Advent means “coming”. Thus, the season of the Church Year that we are in right now is all about looking back to the first coming of Christ two thousand years ago and looking forward to the Second Coming of Christ, whenever that may happen.
It seems very appropriate to me then, that in reading through the Bible this year, we happen to come now to a reading of 1 and 2 Thessalonians, for in these letters there is a strong focus on the end times and the Second Coming of Christ in particular. In this regard, I like what C. S. Lewis had to say in his essay entitled, The World’s Last Night….
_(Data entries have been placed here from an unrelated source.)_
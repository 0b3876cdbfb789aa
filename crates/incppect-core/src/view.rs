//! Byte-view helpers for getters
//!
//! Getters hand the engine little-endian raw bytes. These helpers
//! materialise common value shapes so application code can write
//!
//! ```
//! use incppect_core::view;
//!
//! let counter = 42u32;
//! let bytes = view::of(&counter);
//! assert_eq!(&bytes[..], &42u32.to_le_bytes());
//! ```

use bytes::{Bytes, BytesMut};

/// Types with a defined little-endian byte image.
pub trait AsView {
    fn view(&self) -> Bytes;
}

/// Materialise any [`AsView`] value as bytes.
pub fn of<T: AsView + ?Sized>(v: &T) -> Bytes {
    v.view()
}

macro_rules! scalar_views {
    ($($t:ty),* $(,)?) => {$(
        impl AsView for $t {
            fn view(&self) -> Bytes {
                Bytes::copy_from_slice(&self.to_le_bytes())
            }
        }

        impl AsView for [$t] {
            fn view(&self) -> Bytes {
                let mut buf = BytesMut::with_capacity(self.len() * std::mem::size_of::<$t>());
                for v in self {
                    buf.extend_from_slice(&v.to_le_bytes());
                }
                buf.freeze()
            }
        }

        impl<const N: usize> AsView for [$t; N] {
            fn view(&self) -> Bytes {
                self.as_slice().view()
            }
        }

        impl AsView for Vec<$t> {
            fn view(&self) -> Bytes {
                self.as_slice().view()
            }
        }
    )*};
}

scalar_views!(i8, u8, i16, u16, i32, u32, i64, u64, f32, f64);

impl AsView for bool {
    fn view(&self) -> Bytes {
        Bytes::copy_from_slice(&[u8::from(*self)])
    }
}

impl AsView for str {
    fn view(&self) -> Bytes {
        Bytes::copy_from_slice(self.as_bytes())
    }
}

impl AsView for String {
    fn view(&self) -> Bytes {
        self.as_str().view()
    }
}

impl AsView for Bytes {
    fn view(&self) -> Bytes {
        self.clone()
    }
}

#[cfg(test)]
mod tests {
    use super::*;

    #[test]
    fn scalars_are_little_endian() {
        assert_eq!(&of(&0x1122_3344u32)[..], &[0x44, 0x33, 0x22, 0x11]);
        assert_eq!(&of(&1.5f32)[..], &1.5f32.to_le_bytes());
        assert_eq!(&of(&-1i64)[..], &(-1i64).to_le_bytes());
    }

    #[test]
    fn slices_concatenate_elements() {
        let arr = [1i32, 2, 3];
        let bytes = of(&arr);
        assert_eq!(bytes.len(), 12);
        assert_eq!(&bytes[4..8], &2i32.to_le_bytes());
    }

    #[test]
    fn strings_are_raw_utf8() {
        assert_eq!(&of("hi")[..], b"hi");
        assert_eq!(&of(&String::from("hi"))[..], b"hi");
    }
}
//! HTTP/WebSocket server
//!
//! One listener carries the whole surface: the WebSocket upgrade at
//! `/incppect`, the embedded decoder script at `/incppect.js`, one GET
//! route per configured resource, and a `Resource not found` fallback.
//!
//! Each accepted socket is split into a reader and a writer task. The
//! writer drains an unbounded queue whose byte total is the
//! connection's `buffered_amount`; the queue emptying raises a `Drain`
//! event. The reader forwards messages as `Data` events and enforces
//! the idle timeout.

use std::collections::HashSet;
use std::net::SocketAddr;
use std::path::PathBuf;
use std::sync::atomic::{AtomicI32, AtomicU64, Ordering};
use std::sync::Arc;
use std::time::Duration;

use axum::{
    extract::{
        ws::{Message, WebSocket, WebSocketUpgrade},
        ConnectInfo, State,
    },
    http::{header, StatusCode, Uri},
    response::{IntoResponse, Response},
    routing::get,
    Router,
};
use bytes::Bytes;
use futures_util::{SinkExt, StreamExt};
use tokio::sync::{mpsc, watch};
use tower_http::trace::TraceLayer;
use tracing::{debug, info, warn};

use incppect_core::{SCRIPT_PATH, WS_PATH};

use crate::conn::{address_fingerprint, Connection, ConnectionInfo, TransportEvent};
use crate::error::{Result, TransportError};
use crate::http::StaticFiles;

/// TLS key material locations, used when `tls` is requested.
#[derive(Debug, Clone)]
pub struct TlsMaterial {
    pub key: PathBuf,
    pub cert: PathBuf,
}

/// Listener configuration.
#[derive(Clone)]
pub struct ServeConfig {
    pub addr: SocketAddr,
    /// Maximum inbound message size; oversize messages drop the socket
    pub max_payload: usize,
    /// Connections with no inbound traffic for this long are closed
    pub idle_timeout: Duration,
    /// Body served at [`SCRIPT_PATH`]
    pub script: Bytes,
    /// Resource URLs to expose as GET routes
    pub routes: Vec<String>,
    /// Terminate TLS when set (requires the `tls` feature)
    pub tls: Option<TlsMaterial>,
}

struct HttpState {
    statics: StaticFiles,
    script: Bytes,
    events: mpsc::UnboundedSender<TransportEvent>,
    next_id: AtomicI32,
    max_payload: usize,
    idle_timeout: Duration,
}

enum Listener {
    Plain(tokio::net::TcpListener),
    #[cfg(feature = "tls")]
    Tls {
        addr: SocketAddr,
        config: axum_server::tls_rustls::RustlsConfig,
    },
}

/// The bound server, ready to serve.
pub struct WebSocketServer {
    app: Router,
    listener: Listener,
    local_addr: SocketAddr,
}

impl WebSocketServer {
    /// Bind the listener and build the route table. This is the only
    /// place transport construction can fail: a bind error, or TLS
    /// material that is missing or invalid.
    pub async fn bind(
        config: ServeConfig,
        statics: StaticFiles,
        events: mpsc::UnboundedSender<TransportEvent>,
    ) -> Result<Self> {
        let state = Arc::new(HttpState {
            statics,
            script: config.script.clone(),
            events,
            next_id: AtomicI32::new(1),
            max_payload: config.max_payload,
            idle_timeout: config.idle_timeout,
        });

        let mut app = Router::new()
            .route(WS_PATH, get(ws_upgrade))
            .route(SCRIPT_PATH, get(serve_script));

        let mut seen = HashSet::new();
        for route in &config.routes {
            let path = format!("/{}", route.trim_start_matches('/'));
            if path == WS_PATH || path == SCRIPT_PATH || !seen.insert(path.clone()) {
                continue;
            }
            app = app.route(&path, get(serve_resource));
        }

        let app = app
            .fallback(not_found)
            .layer(TraceLayer::new_for_http())
            .with_state(state);

        let (listener, local_addr) = match config.tls {
            None => {
                let listener = tokio::net::TcpListener::bind(config.addr)
                    .await
                    .map_err(|source| TransportError::Bind {
                        addr: config.addr,
                        source,
                    })?;
                let local_addr = listener.local_addr()?;
                (Listener::Plain(listener), local_addr)
            }
            Some(tls) => (tls_listener(config.addr, tls).await?, config.addr),
        };

        Ok(Self {
            app,
            listener,
            local_addr,
        })
    }

    /// Address the listener is bound to.
    pub fn local_addr(&self) -> SocketAddr {
        self.local_addr
    }

    /// Serve until `shutdown` fires. Existing connections are expected
    /// to be closed by the caller before the signal.
    pub async fn serve(self, mut shutdown: watch::Receiver<bool>) -> Result<()> {
        match self.listener {
            Listener::Plain(listener) => {
                axum::serve(
                    listener,
                    self.app
                        .into_make_service_with_connect_info::<SocketAddr>(),
                )
                .with_graceful_shutdown(async move {
                    let _ = shutdown.changed().await;
                })
                .await?;
            }
            #[cfg(feature = "tls")]
            Listener::Tls { addr, config } => {
                let handle = axum_server::Handle::new();
                let watcher = handle.clone();
                tokio::spawn(async move {
                    let _ = shutdown.changed().await;
                    watcher.graceful_shutdown(Some(Duration::from_secs(1)));
                });
                axum_server::bind_rustls(addr, config)
                    .handle(handle)
                    .serve(
                        self.app
                            .into_make_service_with_connect_info::<SocketAddr>(),
                    )
                    .await?;
            }
        }
        Ok(())
    }
}

#[cfg(feature = "tls")]
async fn tls_listener(addr: SocketAddr, tls: TlsMaterial) -> Result<Listener> {
    let config = axum_server::tls_rustls::RustlsConfig::from_pem_file(&tls.cert, &tls.key)
        .await
        .map_err(|e| TransportError::TlsConfig {
            key: tls.key.clone(),
            cert: tls.cert.clone(),
            message: e.to_string(),
        })?;
    Ok(Listener::Tls { addr, config })
}

#[cfg(not(feature = "tls"))]
async fn tls_listener(_addr: SocketAddr, _tls: TlsMaterial) -> Result<Listener> {
    Err(TransportError::TlsNotCompiled)
}

// ---------------------------------------------------------------------------
// HTTP handlers
// ---------------------------------------------------------------------------

async fn serve_script(State(state): State<Arc<HttpState>>) -> Response {
    (
        [(header::CONTENT_TYPE, "text/javascript")],
        state.script.clone(),
    )
        .into_response()
}

async fn serve_resource(State(state): State<Arc<HttpState>>, uri: Uri) -> Response {
    debug!(url = %uri.path(), "resource request");
    match state.statics.load(uri.path()).await {
        Some(resolved) => match resolved.content_type {
            Some(ct) => ([(header::CONTENT_TYPE, ct)], resolved.body).into_response(),
            None => resolved.body.into_response(),
        },
        None => not_found().await.into_response(),
    }
}

async fn not_found() -> impl IntoResponse {
    (StatusCode::NOT_FOUND, "Resource not found")
}

// ---------------------------------------------------------------------------
// WebSocket side
// ---------------------------------------------------------------------------

enum Outbound {
    Frame { data: Bytes, binary: bool },
    Close,
}

/// Outbound handle for one socket; the engine's view of the client.
pub struct WsConnection {
    queued: AtomicU64,
    tx: mpsc::UnboundedSender<Outbound>,
}

impl WsConnection {
    fn new(tx: mpsc::UnboundedSender<Outbound>) -> Self {
        Self {
            queued: AtomicU64::new(0),
            tx,
        }
    }

    /// Account a finished write; true when the queue just drained.
    fn complete_write(&self, len: u64) -> bool {
        self.queued.fetch_sub(len, Ordering::AcqRel) == len
    }
}

impl Connection for WsConnection {
    fn send(&self, data: Bytes, binary: bool, _allow_compress: bool) -> bool {
        let len = data.len() as u64;
        let backlog = self.queued.fetch_add(len, Ordering::AcqRel);
        if self.tx.send(Outbound::Frame { data, binary }).is_err() {
            self.queued.fetch_sub(len, Ordering::AcqRel);
            return false;
        }
        backlog == 0
    }

    fn buffered_amount(&self) -> u64 {
        self.queued.load(Ordering::Acquire)
    }

    fn close(&self) {
        let _ = self.tx.send(Outbound::Close);
    }
}

async fn ws_upgrade(
    State(state): State<Arc<HttpState>>,
    ConnectInfo(addr): ConnectInfo<SocketAddr>,
    ws: WebSocketUpgrade,
) -> Response {
    let max_payload = state.max_payload;
    ws.max_message_size(max_payload)
        .on_upgrade(move |socket| client_session(state, socket, addr))
}

async fn client_session(state: Arc<HttpState>, socket: WebSocket, addr: SocketAddr) {
    let id = state.next_id.fetch_add(1, Ordering::Relaxed);
    let remote = address_fingerprint(addr.ip());
    info!(client = id, %addr, "websocket client connected");

    let (mut sink, mut stream) = socket.split();
    let (out_tx, mut out_rx) = mpsc::unbounded_channel();
    let conn = Arc::new(WsConnection::new(out_tx));

    let opened = state.events.send(TransportEvent::Open {
        conn: ConnectionInfo {
            id,
            remote,
            handle: conn.clone(),
        },
    });
    if opened.is_err() {
        return;
    }

    let writer_conn = conn.clone();
    let writer_events = state.events.clone();
    let writer = tokio::spawn(async move {
        while let Some(out) = out_rx.recv().await {
            match out {
                Outbound::Frame { data, binary } => {
                    let len = data.len() as u64;
                    let msg = if binary {
                        Message::Binary(data)
                    } else {
                        Message::Text(String::from_utf8_lossy(&data).into_owned().into())
                    };
                    let failed = sink.send(msg).await.is_err();
                    if writer_conn.complete_write(len) {
                        let _ = writer_events.send(TransportEvent::Drain { id });
                    }
                    if failed {
                        break;
                    }
                }
                Outbound::Close => {
                    let _ = sink.send(Message::Close(None)).await;
                    break;
                }
            }
        }
    });

    // 1006 = abnormal closure, overwritten when the peer says otherwise
    let mut code: u16 = 1006;
    let mut reason = String::new();

    loop {
        match tokio::time::timeout(state.idle_timeout, stream.next()).await {
            Err(_) => {
                debug!(client = id, "closing idle connection");
                code = 1001;
                conn.close();
                break;
            }
            Ok(None) => break,
            Ok(Some(Err(e))) => {
                warn!(client = id, error = %e, "websocket read error");
                break;
            }
            Ok(Some(Ok(msg))) => match msg {
                Message::Binary(data) => {
                    let _ = state.events.send(TransportEvent::Data {
                        id,
                        data,
                        binary: true,
                    });
                }
                Message::Text(text) => {
                    let _ = state.events.send(TransportEvent::Data {
                        id,
                        data: Bytes::copy_from_slice(text.as_bytes()),
                        binary: false,
                    });
                }
                Message::Close(frame) => {
                    if let Some(f) = frame {
                        code = f.code;
                        reason = f.reason.to_string();
                    } else {
                        code = 1005; // closed without a status
                    }
                    break;
                }
                // pings are answered by the protocol layer
                Message::Ping(_) | Message::Pong(_) => {}
            },
        }
    }

    conn.close();
    let _ = state.events.send(TransportEvent::Close { id, code, reason });
    let _ = writer.await;
    info!(client = id, "websocket client disconnected");
}

#[cfg(test)]
mod tests {
    use super::*;

    #[test]
    fn send_reports_backpressure_growth() {
        let (tx, mut rx) = mpsc::unbounded_channel();
        let conn = WsConnection::new(tx);

        assert!(conn.send(Bytes::from_static(&[0; 8]), true, false));
        assert!(!conn.send(Bytes::from_static(&[0; 4]), true, false));
        assert_eq!(conn.buffered_amount(), 12);

        // writer catches up
        assert!(matches!(rx.try_recv(), Ok(Outbound::Frame { .. })));
        assert!(!conn.complete_write(8));
        assert!(conn.complete_write(4));
        assert_eq!(conn.buffered_amount(), 0);

        assert!(conn.send(Bytes::from_static(&[0; 2]), true, false));
    }

    #[test]
    fn send_to_dropped_writer_fails_without_leaking_backlog() {
        let (tx, rx) = mpsc::unbounded_channel();
        let conn = WsConnection::new(tx);
        drop(rx);

        assert!(!conn.send(Bytes::from_static(&[0; 8]), true, false));
        assert_eq!(conn.buffered_amount(), 0);
    }
}
pub mod identifiers;
pub mod quote;

pub use identifiers::{normalize, DedupKey};
pub use quote::{DailyQuote, Feed, FeedPage, PooledQuote, QuoteRecord, Source, UnknownFeed};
The doctrine of the Second Coming has failed, so far as we are concerned, if it does not make us realize that at every moment of every year in our lives Donne’s question “What if this present were the world’s last night?” is equally relevant.
Sometimes this question has been pressed upon our minds with the purpose of exciting fear. I do not think that is its right use. I am, indeed, far from agreeing with those who think all religious fear barbarous and degrading and demand that it should be banished from the spiritual life. Perfect love, we know, casteth out fear. But so do several other things—ignorance, alcohol, passion, presumption, and stupidity. It is very desirable that we should all advance to that perfection of life in which we shall fear no longer; but it is very undesirable, until we have reached that stage, that we should allow any inferior agent to cast out our fear. The objection to any attempt at perpetual trepidation about the Second Coming is, in my view, quite a different one: namely, that it will certainly not succeed. Fear is an emotion: and it is quite impossible—even physically impossible—to maintain any emotion for very long. A perpetual excitement of hope about the Second Coming is impossible for the same reason. Crisis-feeling of any sort is essentially transitory. Feelings come and go, and when they come a good use can be made of them: they cannot be our regular spiritual diet….
What is important is not that we should always fear (or hope) about the End but that we should always remember, always take it into account….
I do not find that pictures of physical catastrophe—that sign in the clouds, those heavens rolled up like a scroll—help one so much as the naked idea of Judgment. We cannot always be excited. We can, perhaps, train ourselves to ask more and more often how the thing which we are saying or doing (or failing to do) at each moment will look when the irresistible light streams in upon it; that light which is so different from the light of this world—and yet, even now, we know just enough of it to take it into account. Women sometimes have the problem of trying to judge by artificial light how a dress will look by daylight. That is very like the problem of all of us: to dress our souls not for the electric lights of the present world but for the daylight of the next. The good dress is the one that will face that light. For that light will last longer.